── Given records

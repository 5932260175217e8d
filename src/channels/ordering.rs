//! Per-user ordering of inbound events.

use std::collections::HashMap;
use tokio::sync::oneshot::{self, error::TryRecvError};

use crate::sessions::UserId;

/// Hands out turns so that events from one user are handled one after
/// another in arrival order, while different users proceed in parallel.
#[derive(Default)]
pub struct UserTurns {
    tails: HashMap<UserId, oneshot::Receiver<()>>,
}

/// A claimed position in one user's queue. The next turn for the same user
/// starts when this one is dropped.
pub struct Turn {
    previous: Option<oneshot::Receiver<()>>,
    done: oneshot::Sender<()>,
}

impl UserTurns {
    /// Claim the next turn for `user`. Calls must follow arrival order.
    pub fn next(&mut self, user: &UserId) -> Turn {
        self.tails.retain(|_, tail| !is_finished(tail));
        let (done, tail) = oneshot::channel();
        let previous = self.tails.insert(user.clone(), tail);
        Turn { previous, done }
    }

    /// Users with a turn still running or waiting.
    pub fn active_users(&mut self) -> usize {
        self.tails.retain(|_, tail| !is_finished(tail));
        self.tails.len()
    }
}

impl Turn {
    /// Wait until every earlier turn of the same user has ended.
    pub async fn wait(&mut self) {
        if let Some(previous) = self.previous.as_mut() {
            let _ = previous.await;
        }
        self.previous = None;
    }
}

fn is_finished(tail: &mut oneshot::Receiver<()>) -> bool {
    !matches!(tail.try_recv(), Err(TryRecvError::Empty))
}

────
── Given records

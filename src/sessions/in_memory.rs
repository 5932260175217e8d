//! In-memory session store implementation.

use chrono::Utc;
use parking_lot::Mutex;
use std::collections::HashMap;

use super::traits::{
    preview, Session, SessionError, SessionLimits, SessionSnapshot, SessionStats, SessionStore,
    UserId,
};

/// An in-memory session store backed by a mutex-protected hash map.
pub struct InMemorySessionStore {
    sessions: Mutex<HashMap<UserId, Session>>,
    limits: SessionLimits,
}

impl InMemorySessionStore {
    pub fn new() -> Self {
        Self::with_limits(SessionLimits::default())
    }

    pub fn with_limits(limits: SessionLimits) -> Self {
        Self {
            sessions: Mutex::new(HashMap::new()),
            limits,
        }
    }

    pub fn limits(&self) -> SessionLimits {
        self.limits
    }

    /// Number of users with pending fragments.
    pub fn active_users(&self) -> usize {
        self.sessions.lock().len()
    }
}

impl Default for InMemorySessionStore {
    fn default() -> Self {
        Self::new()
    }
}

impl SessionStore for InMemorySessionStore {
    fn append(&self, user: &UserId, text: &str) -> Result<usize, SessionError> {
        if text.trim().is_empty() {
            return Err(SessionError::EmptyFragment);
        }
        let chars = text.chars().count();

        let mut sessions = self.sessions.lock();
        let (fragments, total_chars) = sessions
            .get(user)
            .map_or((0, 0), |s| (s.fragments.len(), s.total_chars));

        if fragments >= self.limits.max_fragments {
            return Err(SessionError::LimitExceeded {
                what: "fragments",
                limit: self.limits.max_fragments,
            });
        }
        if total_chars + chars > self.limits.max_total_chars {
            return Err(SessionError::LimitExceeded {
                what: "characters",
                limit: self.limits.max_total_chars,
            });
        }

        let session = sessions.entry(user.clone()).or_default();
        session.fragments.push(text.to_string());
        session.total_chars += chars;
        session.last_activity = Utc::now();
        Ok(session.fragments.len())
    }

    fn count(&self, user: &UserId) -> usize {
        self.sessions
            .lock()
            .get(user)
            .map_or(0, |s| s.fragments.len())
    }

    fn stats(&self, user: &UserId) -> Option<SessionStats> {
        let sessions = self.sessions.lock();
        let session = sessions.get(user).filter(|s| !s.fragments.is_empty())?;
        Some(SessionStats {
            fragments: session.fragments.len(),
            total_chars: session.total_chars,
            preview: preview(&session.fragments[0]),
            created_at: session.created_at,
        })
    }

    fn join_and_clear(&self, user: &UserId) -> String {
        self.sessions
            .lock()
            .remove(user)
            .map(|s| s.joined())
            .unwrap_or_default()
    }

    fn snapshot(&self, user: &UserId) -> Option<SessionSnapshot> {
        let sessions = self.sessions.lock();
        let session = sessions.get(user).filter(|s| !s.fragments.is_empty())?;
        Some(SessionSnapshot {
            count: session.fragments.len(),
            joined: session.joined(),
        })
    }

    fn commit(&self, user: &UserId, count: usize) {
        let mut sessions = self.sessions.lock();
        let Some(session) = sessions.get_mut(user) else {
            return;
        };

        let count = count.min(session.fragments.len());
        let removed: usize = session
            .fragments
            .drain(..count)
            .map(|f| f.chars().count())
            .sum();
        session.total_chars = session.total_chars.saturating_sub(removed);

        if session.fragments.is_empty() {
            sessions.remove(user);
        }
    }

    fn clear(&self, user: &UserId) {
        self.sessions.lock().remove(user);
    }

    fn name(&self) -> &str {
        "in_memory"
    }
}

────

*What is needed*
Only the lines with the string "arrival" are wanted; pick them out of the records above and copy them.

*Task output*
/// another in arrival order, while different users proceed in parallel.
    /// Claim the next turn for `user`. Calls must follow arrival order.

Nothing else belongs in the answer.